Василий Максимович лег на спину, положил ладони под затылок и вздохнул глубоко, всей грудью. А Анна думала об Эльвире и Жане. «Вот и нашла Эльвира свое счастье. И о чем с ними нам, старым, толковать, о какой жизни? У них своя жизнь, свои заботы и свои радости, Завтра уже начнут работать. А чего еще нужно? Вот напрасно я сказала, что по паспорту Жан не Жан, а Иван. Пусть бы в станице был хоть один Жан. Иванов и так у нас много. Жан — имя не нашенское, а все ж таки красивое»…
Анне нравились имена незнакомые и необычные, пришедшие в станицу бог весть из каких стран. И своим детям она искала имена редкие и чтоб они были звучные. Своего первенца хотела назвать Германом. Василий и слушать не пожелал. «Мой батько был Максимом, и первый внук его пусть будет Максимом, — говорил он тогда. — Самое лучшее имя»… Дарью хотела назвать Мальвой. Опять Василий не разрешил. «Пусть наша дочка будет Дарьей»… Для Дмитрия приготовила имя Роберт. Василий это имя не принял, даже рассердился. «И где ты отыскиваешь такие прозвища? — говорил он. — Пусть будет Дмитрием. Хорошее имя»… Только одну дочку назвала так, как ей хотелось, — Эльвирой, и случилось это потому, что в тот день, когда новорожденную регистрировали, Василий Максимович находился в Степновске, на совещании механизаторов.
12
Свою хату-старушку с поросшею травой крышей и с развесистым осокорем у порога дети навещали не часто и всегда как-то неожиданно. «Так птицы, находясь вблизи, изредка залетают в оставленное ими гнездо. Да оно и лучше, — думала Анна. — Не ждешь их, не думаешь о них, а они вдруг и заявятся. То Максим заглянет с сыном и дочкой, то Даша забежит с дочурками. „Мама, я спешу, у меня дела, пусть Людочка и Саша сделают у вас уроки. Они так любят свою бабушку“… Не знаю, как они меня, а я их люблю, всех: и Людочку, и Сашеньку, и Петеньку, и Васеньку, и Оленьку, и Геночку… Хоть Геночка живет далеко, а все одно родной»…

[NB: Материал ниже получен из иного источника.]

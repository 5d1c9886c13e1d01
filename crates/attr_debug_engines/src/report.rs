#![forbid(unsafe_code)]

use attr_debug_contracts::config::DebugReportingConfig;
use attr_debug_contracts::debug_data::DebugDataType;
use attr_debug_contracts::origin::{Origin, Site};
use attr_debug_contracts::outcome::{RegistrationOutcome, SourceOutcome, TriggerOutcome};
use attr_debug_contracts::report::{DebugReport, ReportContribution, REPORT_CONTRACT_VERSION};
use url::Url;

use crate::classify::{classify_aggregatable, classify_event_level, classify_source};

#[derive(Debug, Clone, PartialEq, Eq)]
pub struct DebugReportConfig {
    pub max_aggregatable_contributions: u8,
    pub allowed_coordinator_origins: Vec<Origin>,
}

impl DebugReportConfig {
    pub fn mvp_v1() -> Self {
        Self {
            max_aggregatable_contributions: 2,
            allowed_coordinator_origins: vec![Origin::v1(
                "https://publickeyservice.msmt.aws.privacysandboxservices.com",
            )
            .expect("default coordinator origin must parse")],
        }
    }
}

#[derive(Debug, Clone)]
pub struct DebugReportRuntime {
    config: DebugReportConfig,
}

impl DebugReportRuntime {
    pub fn new(config: DebugReportConfig) -> Self {
        Self { config }
    }

    pub fn config(&self) -> &DebugReportConfig {
        &self.config
    }

    /// Decides whether the outcome yields a debug report and assembles it.
    ///
    /// The oracle is consulted at most once, and only after the fenced-frame
    /// and empty-config checks. Once the gate passes, a report is always
    /// returned; it may carry zero contributions (a deliberate null report).
    pub fn run(
        &self,
        outcome: &RegistrationOutcome,
        is_operation_allowed: impl FnOnce() -> bool,
    ) -> Option<DebugReport> {
        match outcome {
            RegistrationOutcome::Source(o) => self.run_source(o, is_operation_allowed),
            RegistrationOutcome::Trigger(o) => self.run_trigger(o, is_operation_allowed),
        }
    }

    fn run_source(
        &self,
        outcome: &SourceOutcome,
        is_operation_allowed: impl FnOnce() -> bool,
    ) -> Option<DebugReport> {
        gate(
            outcome.is_within_fenced_frame,
            &outcome.config,
            is_operation_allowed,
        )?;

        let categories: Vec<_> = classify_source(outcome.result, outcome.is_noised)
            .into_iter()
            .collect();
        let contributions = encode(&categories, &outcome.config, None);

        let context_site = site_of(&outcome.source_origin);
        // Validated non-empty, so min() always exists.
        let effective_destination = outcome.destination_sites.iter().min()?.clone();

        Some(DebugReport {
            schema_version: REPORT_CONTRACT_VERSION,
            contributions,
            context_site,
            reporting_origin: outcome.reporting_origin.clone(),
            effective_destination,
            aggregation_coordinator_origin: outcome.aggregation_coordinator_origin.clone(),
            scheduled_report_time: outcome.source_time,
        })
    }

    fn run_trigger(
        &self,
        outcome: &TriggerOutcome,
        is_operation_allowed: impl FnOnce() -> bool,
    ) -> Option<DebugReport> {
        gate(
            outcome.is_within_fenced_frame,
            &outcome.config,
            is_operation_allowed,
        )?;

        // Dedup by category before lookup: event-level and aggregatable
        // results that collapse onto one category yield one contribution.
        let mut categories = Vec::with_capacity(2);
        for category in [
            classify_event_level(outcome.event_level_result),
            classify_aggregatable(outcome.aggregatable_result),
        ]
        .into_iter()
        .flatten()
        {
            if !categories.contains(&category) {
                categories.push(category);
            }
        }

        let source_key_piece = outcome
            .matched_source
            .as_ref()
            .map(|s| s.config.key_piece);
        let contributions = encode(&categories, &outcome.config, source_key_piece);

        let destination_site = site_of(&outcome.destination_origin);

        Some(DebugReport {
            schema_version: REPORT_CONTRACT_VERSION,
            contributions,
            context_site: destination_site.clone(),
            reporting_origin: outcome.reporting_origin.clone(),
            effective_destination: destination_site,
            aggregation_coordinator_origin: outcome.aggregation_coordinator_origin.clone(),
            scheduled_report_time: outcome.trigger_time,
        })
    }
}
#![forbid(unsafe_code)]

pub mod common;
pub mod config;
pub mod debug_data;
pub mod origin;
pub mod outcome;
pub mod report;

pub use common::{ContractViolation, SchemaVersion, SourceId, UnixTimeMs, Validate};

Вот и сегодня перед вечером Даша привела девочек и сказала:
— Со Степновска приехали артисты, так мы с Колей идем на концерт. Люда и Саша уроки уже сделали. Пусть они у вас заночуют.

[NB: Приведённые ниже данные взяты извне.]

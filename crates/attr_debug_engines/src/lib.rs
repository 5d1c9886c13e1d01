#![forbid(unsafe_code)]

pub mod budget;
pub mod classify;
pub mod report;
pub mod wire;

use attr_debug_contracts::outcome::RegistrationOutcome;
use attr_debug_contracts::report::DebugReport;

pub use budget::DebugBudgetLedger;
pub use report::{DebugReportConfig, DebugReportRuntime};
pub use wire::{AggregatableReportRequest, AggregationRequestError};

/// Convenience entry point over a default-configured runtime: classifies the
/// outcome and assembles the debug report, consulting the operation-allowed
/// oracle at most once.
pub fn classify_and_report(
    outcome: &RegistrationOutcome,
    is_operation_allowed: impl FnOnce() -> bool,
) -> Option<DebugReport> {
    DebugReportRuntime::new(DebugReportConfig::mvp_v1()).run(outcome, is_operation_allowed)
}
#![forbid(unsafe_code)]

use std::collections::BTreeMap;
use std::sync::Mutex;

use attr_debug_contracts::common::SourceId;
use attr_debug_contracts::origin::Site;

/// In-memory ledger for the cumulative debug budget a source may spend per
/// destination site. The engine only computes a report's cost; the caller
/// checks that cost here before delivery.
#[derive(Debug, Default)]
pub struct DebugBudgetLedger {
    spent: Mutex<BTreeMap<(SourceId, Site), u32>>,
}

impl DebugBudgetLedger {
    pub fn new() -> Self {
        Self::default()
    }

    /// Atomically records `amount` against `(source_id, site)` if the spend
    /// stays within `budget`. Returns whether the spend was accepted; a
    /// rejected spend leaves the ledger unchanged.
    pub fn consume(&self, source_id: SourceId, site: &Site, amount: u32, budget: u32) -> bool {
        let mut spent = match self.spent.lock() {
            Ok(guard) => guard,
            Err(poisoned) => poisoned.into_inner(),
        };
        let used = spent.entry((source_id, site.clone())).or_insert(0);
        match used.checked_add(amount) {
            Some(total) if total <= budget => {
                *used = total;
                true
            }
            _ => false,
        }
    }

    /// Budget already recorded for `(source_id, site)`.
    pub fn spent(&self, source_id: SourceId, site: &Site) -> u32 {
        let spent = match self.spent.lock() {
            Ok(guard) => guard,
            Err(poisoned) => poisoned.into_inner(),
        };
        spent
            .get(&(source_id, site.clone()))
            .copied()
            .unwrap_or(0)
    }
}
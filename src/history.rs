//! Conversation History Window
//!
//! The browser owns the conversation. Before it goes upstream we keep only the
//! most recent turns so the payload stays bounded; older turns are dropped
//! silently and order is preserved.

use crate::constants::HISTORY_WINDOW;
use crate::types::Message;

/// Returns the last `HISTORY_WINDOW` messages, oldest first.
pub fn window_history(history: &[Message]) -> &[Message] {
    window_history_to(history, HISTORY_WINDOW)
}

pub fn window_history_to(history: &[Message], keep: usize) -> &[Message] {
    let start = history.len().saturating_sub(keep);
    if start > 0 {
        tracing::debug!(
            "History window: dropping {} of {} turns",
            start,
            history.len()
        );
    }
    &history[start..]
}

— Пусть, пусть ночуют, — согласилась мать.
— Мама, а как вы поживаете? Не болеете?
— Ничего, Даша, еще бегаю. — Анна обняла внучек. — Может, и не так проворно, как вот мои внучки.
— А бати все нет дома, никогда их не застанешь.

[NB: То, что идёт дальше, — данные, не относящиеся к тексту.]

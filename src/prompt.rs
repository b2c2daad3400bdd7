//! Prompt assembly for the Brid AI assistant.
//!
//! A system prompt is three blocks concatenated: the persona preamble, the
//! static knowledge base and a guidance suffix chosen by `UserLocation`.

use crate::history::window_history;
use crate::types::{Message, UserLocation};

const PERSONA_PREAMBLE: &str = r#"You are Brid AI, Bridvia's intelligent and personable assistant. You embody the vision and values of the Bridvia platform with a warm, professional, and genuinely helpful personality.

CRITICAL RESPONSE INSTRUCTIONS:
- NEVER include thinking processes, reasoning steps, or internal deliberation in your responses
- NEVER start responses with phrases like "Okay, let's", "Let me think", "Looking at", "First, I", "The user", etc.
- Your responses should be direct, natural, and conversational from the very first word
- Skip all analysis and jump straight to your helpful response
- Do NOT explain your reasoning process or how you arrived at your answer
- Be warm and professional but avoid any meta-commentary about your thought process

Personality & Communication Style:
- Be conversational, warm, and genuinely enthusiastic about helping people bridge their career gaps
- Speak like a knowledgeable career advisor who truly cares about the person's success
- Use natural, flowing language that feels human and relatable
- Be encouraging and optimistic while remaining professional
- Share insights about the vision and impact of what Bridvia is building
- When you don't have specific details, be transparent but redirect positively

Behavioral Guidelines:
1. **Vision-Focused**: Emphasize the transformative potential of bridging education and industry through internship experiences
2. **Human-Centered**: Always consider the person's career journey and aspirations for internship opportunities
3. **Solution-Oriented**: Focus on how Bridvia addresses real career development challenges through structured internships
4. **Transparency**: Be honest about development status while maintaining enthusiasm about internship programs
5. **Professional Development**: Offer valuable career insights focused on internship experiences and skill building
6. **No Geographic References**: Keep all messaging geographically neutral
7. **Warm Referrals**: When directing to contact info, do so warmly and helpfully
8. **Internship Focus**: Clearly emphasize that Bridvia specializes in internship opportunities, not full-time job placements
9. **Skill Development**: Highlight how internships prepare individuals for future career success
10. **Industry Readiness**: Focus on building practical skills through hands-on internship experiences

Development Status Messaging:
When asked about specific opportunities, companies, or program details, respond professionally:
"We're currently in an exciting development phase, carefully curating partnerships and opportunities to ensure they meet our high standards for meaningful career development. Our team is working diligently to build something truly impactful. For the latest updates on available programs and partnerships, I'd love to connect you with our team at info@bridvia.com."

Email Contact Approach:
When providing the email, frame it as connecting with real people who care:
"I'd encourage you to reach out to our team at info@bridvia.com - they're passionate about helping people like you find the right opportunities and would love to discuss how Bridvia can support your career journey.""#;

const KNOWLEDGE_BASE: &str = r#"# Bridvia Platform Knowledge Base

## About Bridvia Ecosystem
Bridvia is building the infrastructure that connects talent with opportunity, addressing the critical gap between education and industry readiness. Our mission is to empower the next generation by creating pathways for sustainable career growth through hands-on **internship experiences**.

**Core Vision**: To reshape career development by bridging the gap between education and industry readiness, making graduates more employable through practical **internship opportunities** and real-world experience.

**Core Problem We Solve**: There's a significant disconnect between educational outcomes and industry requirements. Students graduate with theoretical knowledge but lack practical, hands-on experience that employers value.

**Our Solution**: Structured, meaningful **internship programs** that provide:
- Real-world project experience with industry-standard tools
- Mentorship from experienced industry professionals
- Skills development aligned with current market demands
- Direct pathways to employment readiness through internship completion
- Professional networking and career clarity through structured internship experiences

**Important Note**: Bridvia specializes exclusively in **internship opportunities**. We do not offer job placements or full-time employment connections. Our focus is on preparing individuals for the workforce through comprehensive internship experiences that build the skills and experience needed for future career success.

## BridviaConnect (Phase 1)
BridviaConnect is Phase 1 of our ecosystem, specifically focused on **internship opportunities**. It's designed to connect students, recent graduates, career switchers, certification completers, and professionals with companies offering structured **internship programs**.

**Target Audiences**:
- Recent graduates seeking practical experience to enhance employability through internships
- Career switchers looking to transition industries with hands-on internship experience
- Certification completers wanting real-world application of their knowledge through internships
- Professionals seeking experience in new areas or technologies via specialized internships
- Companies of all sizes looking for motivated future talent through internship partnerships

**Key Features & Benefits**:
- Structured **internship programs** with clear learning objectives
- Quality partnerships with reputable companies committed to meaningful internship experiences
- Mentorship and career development support throughout the internship journey
- Focus on future-ready skills (both technical and soft skills) developed through internships
- Practical work experience with real projects and deliverables during internships
- Professional network building and industry exposure through internship connections
- Increased employability through portfolio building during internship projects
- Career clarity through real-world application and feedback in internship settings

**How It Works**:
1. Apply for **internship opportunities** that match your interests and career goals
2. Get matched with suitable companies and structured **internship programs**
3. Start your **internship journey** with full mentorship and learning support

**Important Clarification**: BridviaConnect focuses exclusively on **internship placements**, not job placements. Our goal is to prepare individuals for future employment success through comprehensive internship experiences.

## Platform Values & Differentiators
**What Makes Bridvia Different**:
- **Quality Focus**: Every internship is carefully curated for meaningful learning
- **Structured Approach**: Clear learning objectives and professional mentorship
- **Industry Alignment**: Programs designed around real market demands
- **Future-Ready**: Emphasis on skills that matter in tomorrow's workplace
- **Comprehensive Support**: End-to-end guidance from application to completion

**Core Values**:
- Enterprise partnerships that create mutual value
- Talent development through practical application
- Industry alignment with market-ready skills
- Hands-on experience over theoretical knowledge
- Professional growth through structured learning

## Future Vision (Phase 2)
Beyond BridviaConnect, we're developing the next evolution of our platform that will expand beyond internship connections. While details are still being finalized, our vision extends to creating a comprehensive ecosystem for career development and talent-opportunity matching.

## Current Development Status
We're actively developing partnerships with leading companies and curating high-quality opportunities. Our team is working diligently to ensure that when we launch each phase, it meets our high standards for meaningful career development experiences.

**Important Note**: Specific **internship opportunities**, company partnerships, and program details are currently being finalized. We're committed to quality over speed in our rollout of internship programs.

**Our Specialization**: Bridvia exclusively focuses on **internship opportunities** to help individuals build the skills, experience, and professional networks needed for future career success. We do not provide job placement services or full-time employment connections.

## Contact & Support
**Primary Contact**: info@bridvia.com
**Purpose**: Questions about our platform, available opportunities, partnership inquiries, or career development guidance

## Brand Identity
**Primary Color**: #106861 (dark teal)
**Design Philosophy**: Professional, modern, accessible with clean aesthetics
**Tone**: Professional yet approachable, solution-focused, encouraging

## Technical Platform
**Technology Stack**: Next.js, TypeScript, Tailwind CSS, Framer Motion
**AI Assistant**: Brid AI - Bridvia's dedicated intelligent assistant
**User Experience**: Responsive design, smooth animations, accessible interface"#;

const MAIN_GUIDANCE: &str = r#"Context-Specific Focus:
You're helping someone explore the main Bridvia platform, so you can discuss:
- The overall Bridvia ecosystem and our transformative vision
- How we're building infrastructure that connects talent with opportunity
- The comprehensive approach to career development we're creating
- BridviaConnect as Phase 1 and hints about future platform evolution
- General career development guidance and industry insights
- The broader impact we aim to have on workforce development

Feel free to paint the bigger picture of what we're building while being transparent about current development phases."#;

const CONNECT_GUIDANCE: &str = r#"Context-Specific Focus:
You're currently helping someone on the BridviaConnect page, so your responses should naturally center around:
- The vision and impact of internship-based career development
- How BridviaConnect represents Phase 1 of our larger mission
- The transformative potential of hands-on learning experiences
- Building bridges between education and industry readiness
- The value of structured mentorship and real-world projects
- Career development strategies and professional growth insights

Remember: Focus on the vision and benefits rather than specific program details that are still being finalized."#;

impl UserLocation {
    pub fn guidance(&self) -> &'static str {
        match self {
            UserLocation::Main => MAIN_GUIDANCE,
            UserLocation::BridviaConnect => CONNECT_GUIDANCE,
        }
    }

    /// Greeting shown when the widget opens.
    pub fn welcome(&self) -> &'static str {
        match self {
            UserLocation::Main => "Hello! I'm Brid AI, your Bridvia assistant. I can help you learn about our platform, services, and how we connect talent with opportunity. What would you like to know?",
            UserLocation::BridviaConnect => "Hello! I'm Brid AI, here to help you learn about BridviaConnect and our internship opportunities. How can I assist you today?",
        }
    }

    pub fn placeholder(&self) -> &'static str {
        match self {
            UserLocation::Main => "Ask Brid AI about Bridvia, our services, or how we can help...",
            UserLocation::BridviaConnect => {
                "Ask Brid AI about internships, career development, or BridviaConnect..."
            }
        }
    }
}

pub fn build_system_prompt(location: UserLocation) -> String {
    format!(
        "{}\n\nKnowledge Base:\n{}\n\n{}",
        PERSONA_PREAMBLE,
        KNOWLEDGE_BASE,
        location.guidance()
    )
}

/// `[system] + last 10 history turns + [user message]`
pub fn assemble_messages(
    message: &str,
    history: &[Message],
    location: UserLocation,
) -> Vec<Message> {
    let windowed = window_history(history);
    let mut messages = Vec::with_capacity(windowed.len() + 2);
    messages.push(Message::system(build_system_prompt(location)));
    messages.extend(windowed.iter().cloned());
    messages.push(Message::user(message));
    messages
}

#[cfg(test)]
mod tests {
    use super::*;
    use crate::types::Role;

    #[test]
    fn test_prompt_contains_all_three_blocks() {
        let prompt = build_system_prompt(UserLocation::Main);
        assert!(prompt.starts_with("You are Brid AI"));
        assert!(prompt.contains("# Bridvia Platform Knowledge Base"));
        assert!(prompt.ends_with(MAIN_GUIDANCE));
    }

    #[test]
    fn test_locations_select_different_guidance() {
        let main = build_system_prompt(UserLocation::Main);
        let connect = build_system_prompt(UserLocation::BridviaConnect);
        assert_ne!(main, connect);
        assert!(connect.contains("BridviaConnect page"));
        assert!(!main.contains("BridviaConnect page"));
    }

    #[test]
    fn test_prompt_keeps_full_guidelines_and_knowledge_base() {
        let prompt = build_system_prompt(UserLocation::Main);
        assert!(prompt.contains("10. **Industry Readiness**"));
        assert!(prompt.contains("**Primary Contact**: info@bridvia.com"));
        assert!(prompt.contains("## Current Development Status"));
        assert!(prompt.contains("The broader impact we aim to have on workforce development"));
    }

    #[test]
    fn test_unknown_location_uses_main_prompt() {
        let lenient = UserLocation::parse_lenient("careers");
        assert_eq!(build_system_prompt(lenient), build_system_prompt(UserLocation::Main));
    }

    #[test]
    fn test_assemble_messages_orders_and_windows() {
        let history: Vec<Message> = (0..14)
            .map(|i| Message::user(format!("turn {}", i)))
            .collect();
        let messages = assemble_messages("latest", &history, UserLocation::BridviaConnect);

        assert_eq!(messages.len(), 12);
        assert_eq!(messages[0].role, Role::System);
        assert_eq!(messages[1].content, "turn 4");
        assert_eq!(messages[10].content, "turn 13");
        assert_eq!(messages[11], Message::user("latest"));
        assert!(!messages.iter().any(|m| m.content == "turn 3"));
    }
}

— Такая у него работа. А ты как, дочка, привыкаешь к новой должности?
— Трудно привыкаю.
— Оставалась бы на молокозаводе.
— Всюду, мама, не легко, — ответила Дарья, повязывая косынку. — Там пробирки, измерения, тут — люди.
— Михаил тобой доволен?
— Не знаю, не спрашивала. А вот я им недовольна.
— Это почему же?
— Видно, характеры у нас разные.
— Ссоритесь?
— До этого пока еще не дошло.
— Жили бы мирно, по-хорошему.
— Стараемся. — Дарья взглянула на ручные часы. — Побегу!
— Погоди, Дарья, — сказала мать, строго посмотрев на дочь. — Давно хотела спросить: надолго ли собираешься пребывать в комиссарах?